Corporate Man grabbed a juice from the fridge, unscrewed the cap, and passed it to Tess.  He sat down in chair by the desk, his cereal bowl left on the counter, unfinished.
“Jack earned a huge salary, but he was always generous with his money.  If he saw you out at a restaurant he paid your bill.  If he got wind that your had fallen on hard times, he’d cut you a personal check.”
“He does sound like that kind of man I would respect,” Corporate Man said.  “So once he left, I take it that’s when the company began to falter.” 
“I don’t know if the line was as fine as that,” Tess said.  “He was pretty old when he retired.  As our company grew our competitors shrank and people from their organization would apply for positions with us.  We hired from within when we could, but, as we grew, more and more corporate types wormed their way into our organization.  Jack got tired of fending them off I think.  He stepped down as CEO but stayed on with the company for a long time after that.  I think he was trying to keep his successor on the right path, so to say.  Anyway, we’ve continued to grow, but our work force seems to shrink.”
“Expand on that,” Corporate Man said.
“Well, a small branch office used to have a minimum of twenty-five employees.  They now run with about ten or eleven, eight if the manager’s a real ass.  The excuse is always that things are so much more automated these days that you don’t need as many people.  But that’s crap.  Branches typically have three or four times the number of accounts than they used to.  There is no less work now then before.  In fact, there is more to do than ever.”
Tess took a drink of her juice.  She was trembling. 
“So what happened?” Corporate Man asked.  “What changed?”
“Well that’s the problem.  No one wants to talk about it.  I mean, people talk, but that’s just speculation and grumbling.  It’s been happening at the head office since Jack left.  Slowly at first, but the same pattern.  I have a cousin that got fired a couple of years ago.  He was a branch manager when he got the ax and he said there was this new incentive program being rolled out.  It had something to do with trimming employee wages, thinning out the payroll.  I couldn’t get him to talk about it.  I don’t know if he actually understood it or if the whole situation just disgusted him so much.  He says they fired him because he wouldn’t get on board with the program.”

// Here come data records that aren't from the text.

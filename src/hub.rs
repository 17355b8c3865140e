//! Shared read-only services for one training run.

use std::path::Path;
use std::sync::Arc;

use candle_core::Device;
use tracing::info;

use crate::config::DataConfig;
use crate::data::{EntityDict, LinkGraph, TripletDict};
use crate::error::Result;
use crate::text::Tokenize;

/// Entity texts, neighbor graph, known triplets and the tokenizer, created once
/// per run and handed by reference to examples, datasets and collators.
pub struct DataHub {
    config: DataConfig,
    entity_dict: Arc<EntityDict>,
    link_graph: Option<Arc<LinkGraph>>,
    triplet_dict: Arc<TripletDict>,
    tokenizer: Arc<dyn Tokenize + Send + Sync>,
    device: Device,
}

impl DataHub {
    /// Assemble a hub from already-built parts. The link graph starts out absent.
    pub fn new(
        config: DataConfig,
        entity_dict: Arc<EntityDict>,
        triplet_dict: Arc<TripletDict>,
        tokenizer: Arc<dyn Tokenize + Send + Sync>,
    ) -> Self {
        Self {
            config,
            entity_dict,
            link_graph: None,
            triplet_dict,
            tokenizer,
            device: Device::Cpu,
        }
    }

    /// Load entity texts and known triplets from disk.
    ///
    /// The link graph is built from the first training file when
    /// `use_link_graph` is set.
    pub fn load<P: AsRef<Path>>(
        config: DataConfig,
        entities_path: impl AsRef<Path>,
        train_paths: &[P],
        tokenizer: Arc<dyn Tokenize + Send + Sync>,
    ) -> Result<Self> {
        config.validate()?;
        let entity_dict = Arc::new(EntityDict::load(entities_path)?);
        let triplet_dict = Arc::new(TripletDict::load(train_paths)?);

        let link_graph = match (config.use_link_graph, train_paths.first()) {
            (true, Some(path)) => Some(Arc::new(LinkGraph::load(path)?)),
            _ => None,
        };
        info!(
            task = %config.task,
            link_graph = link_graph.is_some(),
            is_test = config.is_test,
            "Data hub ready"
        );

        Ok(Self {
            link_graph,
            ..Self::new(config, entity_dict, triplet_dict, tokenizer)
        })
    }

    pub fn with_link_graph(mut self, link_graph: Arc<LinkGraph>) -> Self {
        self.link_graph = Some(link_graph);
        self
    }

    pub fn with_device(mut self, device: Device) -> Self {
        self.device = device;
        self
    }

    pub fn config(&self) -> &DataConfig {
        &self.config
    }

    pub fn entity_dict(&self) -> &EntityDict {
        &self.entity_dict
    }

    pub fn link_graph(&self) -> Option<&LinkGraph> {
        self.link_graph.as_deref()
    }

    pub fn triplet_dict(&self) -> &TripletDict {
        &self.triplet_dict
    }

    pub fn tokenizer(&self) -> &dyn Tokenize {
        self.tokenizer.as_ref()
    }

    pub fn device(&self) -> &Device {
        &self.device
    }
}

Corporate Man stood up, walked over to the counter, and took a bite of his Cap’Tal Gains.  The crunch was just as resolute as when he’d first poured milk into the bowl.  He slowly ground the cereal into swallowable bits.
            “I wish I could say I haven’t seen this kind of thing before,” Corporate Man said. “It’s all too common in the Corporate World.”
            He took a few more bites.  Tess sipped from the bottle of juice.

            “Miss Adams,” he said, “I need to get hired on at your company.  Are there any positions available at present?”